Records for processing:
──────

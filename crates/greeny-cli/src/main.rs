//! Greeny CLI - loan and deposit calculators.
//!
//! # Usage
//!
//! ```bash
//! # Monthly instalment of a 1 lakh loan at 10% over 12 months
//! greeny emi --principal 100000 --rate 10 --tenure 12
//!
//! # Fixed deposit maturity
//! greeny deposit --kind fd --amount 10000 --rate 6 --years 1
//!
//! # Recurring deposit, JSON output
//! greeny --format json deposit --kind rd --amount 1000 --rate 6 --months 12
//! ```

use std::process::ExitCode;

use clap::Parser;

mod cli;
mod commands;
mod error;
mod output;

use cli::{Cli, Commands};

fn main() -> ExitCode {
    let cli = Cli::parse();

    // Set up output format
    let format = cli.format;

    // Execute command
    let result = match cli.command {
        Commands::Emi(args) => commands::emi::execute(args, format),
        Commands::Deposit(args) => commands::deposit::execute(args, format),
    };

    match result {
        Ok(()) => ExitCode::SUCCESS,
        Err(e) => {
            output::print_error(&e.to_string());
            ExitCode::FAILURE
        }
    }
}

──────

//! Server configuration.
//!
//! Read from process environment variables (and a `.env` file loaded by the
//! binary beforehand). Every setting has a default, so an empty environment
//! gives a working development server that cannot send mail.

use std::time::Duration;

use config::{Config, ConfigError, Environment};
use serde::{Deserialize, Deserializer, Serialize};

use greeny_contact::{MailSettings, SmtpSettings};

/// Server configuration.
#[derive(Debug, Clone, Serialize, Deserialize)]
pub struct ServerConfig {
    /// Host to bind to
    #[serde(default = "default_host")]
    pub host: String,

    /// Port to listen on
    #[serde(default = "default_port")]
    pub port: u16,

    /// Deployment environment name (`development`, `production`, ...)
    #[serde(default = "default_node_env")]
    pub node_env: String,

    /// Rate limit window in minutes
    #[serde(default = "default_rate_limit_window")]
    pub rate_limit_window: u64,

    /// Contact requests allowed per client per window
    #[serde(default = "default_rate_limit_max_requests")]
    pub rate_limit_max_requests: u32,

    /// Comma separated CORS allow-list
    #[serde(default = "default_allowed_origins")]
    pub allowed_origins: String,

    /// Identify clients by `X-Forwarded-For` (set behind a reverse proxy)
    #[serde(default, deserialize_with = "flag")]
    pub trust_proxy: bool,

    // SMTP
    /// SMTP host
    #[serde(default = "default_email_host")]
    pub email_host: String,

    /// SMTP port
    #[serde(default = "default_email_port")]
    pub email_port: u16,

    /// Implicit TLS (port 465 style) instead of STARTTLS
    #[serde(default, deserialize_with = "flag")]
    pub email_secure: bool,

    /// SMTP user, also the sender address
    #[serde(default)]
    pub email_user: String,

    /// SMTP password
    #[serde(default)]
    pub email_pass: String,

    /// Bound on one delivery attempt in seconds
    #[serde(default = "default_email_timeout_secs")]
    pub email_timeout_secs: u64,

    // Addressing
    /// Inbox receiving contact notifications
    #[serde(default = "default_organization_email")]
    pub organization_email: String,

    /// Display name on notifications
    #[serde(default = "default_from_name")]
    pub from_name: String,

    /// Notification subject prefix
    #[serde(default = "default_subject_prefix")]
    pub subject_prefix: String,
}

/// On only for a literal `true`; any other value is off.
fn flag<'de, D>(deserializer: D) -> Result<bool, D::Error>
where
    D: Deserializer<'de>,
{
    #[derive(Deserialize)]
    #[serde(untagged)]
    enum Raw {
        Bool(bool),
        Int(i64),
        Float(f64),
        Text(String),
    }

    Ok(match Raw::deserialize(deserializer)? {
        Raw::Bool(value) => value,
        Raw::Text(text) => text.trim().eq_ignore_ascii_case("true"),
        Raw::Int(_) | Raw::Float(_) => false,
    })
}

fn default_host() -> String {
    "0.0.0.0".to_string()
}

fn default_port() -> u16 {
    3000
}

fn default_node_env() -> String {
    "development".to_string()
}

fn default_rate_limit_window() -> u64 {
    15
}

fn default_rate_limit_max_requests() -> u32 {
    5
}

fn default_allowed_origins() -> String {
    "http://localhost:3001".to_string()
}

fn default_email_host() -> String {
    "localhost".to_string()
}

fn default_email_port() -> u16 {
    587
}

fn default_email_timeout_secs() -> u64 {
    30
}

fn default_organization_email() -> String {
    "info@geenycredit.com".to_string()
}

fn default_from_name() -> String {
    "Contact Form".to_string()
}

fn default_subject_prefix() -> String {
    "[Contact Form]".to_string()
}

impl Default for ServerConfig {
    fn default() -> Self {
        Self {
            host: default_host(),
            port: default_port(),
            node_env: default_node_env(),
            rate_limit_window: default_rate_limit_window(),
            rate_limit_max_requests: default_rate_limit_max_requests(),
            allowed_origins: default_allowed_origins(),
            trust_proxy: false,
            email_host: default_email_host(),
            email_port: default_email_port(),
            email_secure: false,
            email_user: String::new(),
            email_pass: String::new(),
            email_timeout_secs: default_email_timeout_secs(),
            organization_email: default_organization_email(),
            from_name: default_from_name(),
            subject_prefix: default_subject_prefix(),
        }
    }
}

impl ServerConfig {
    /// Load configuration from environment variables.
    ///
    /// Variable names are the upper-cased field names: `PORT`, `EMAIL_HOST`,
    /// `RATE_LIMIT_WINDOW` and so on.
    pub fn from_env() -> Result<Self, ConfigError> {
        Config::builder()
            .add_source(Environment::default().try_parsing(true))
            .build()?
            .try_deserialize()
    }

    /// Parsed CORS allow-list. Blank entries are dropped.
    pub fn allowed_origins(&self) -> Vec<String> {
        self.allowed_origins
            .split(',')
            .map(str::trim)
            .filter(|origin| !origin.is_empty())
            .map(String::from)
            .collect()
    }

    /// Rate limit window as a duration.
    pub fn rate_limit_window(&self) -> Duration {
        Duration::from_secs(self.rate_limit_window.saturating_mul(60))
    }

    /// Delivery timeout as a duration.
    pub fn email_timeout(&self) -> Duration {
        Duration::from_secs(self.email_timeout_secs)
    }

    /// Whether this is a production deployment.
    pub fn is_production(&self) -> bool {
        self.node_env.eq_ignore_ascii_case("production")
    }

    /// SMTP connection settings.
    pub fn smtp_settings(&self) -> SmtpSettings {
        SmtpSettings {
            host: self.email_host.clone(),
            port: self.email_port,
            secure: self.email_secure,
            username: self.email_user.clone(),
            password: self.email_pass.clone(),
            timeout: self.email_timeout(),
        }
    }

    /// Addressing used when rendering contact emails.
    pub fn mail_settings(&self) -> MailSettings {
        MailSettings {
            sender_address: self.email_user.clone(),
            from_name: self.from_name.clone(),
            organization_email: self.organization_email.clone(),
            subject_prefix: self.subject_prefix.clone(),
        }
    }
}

──────

Which lines in the data above hold the word "development"? Return each of them.

The answer:
//! gives a working development server that cannot send mail.
    /// Deployment environment name (`development`, `production`, ...)
    "development".to_string()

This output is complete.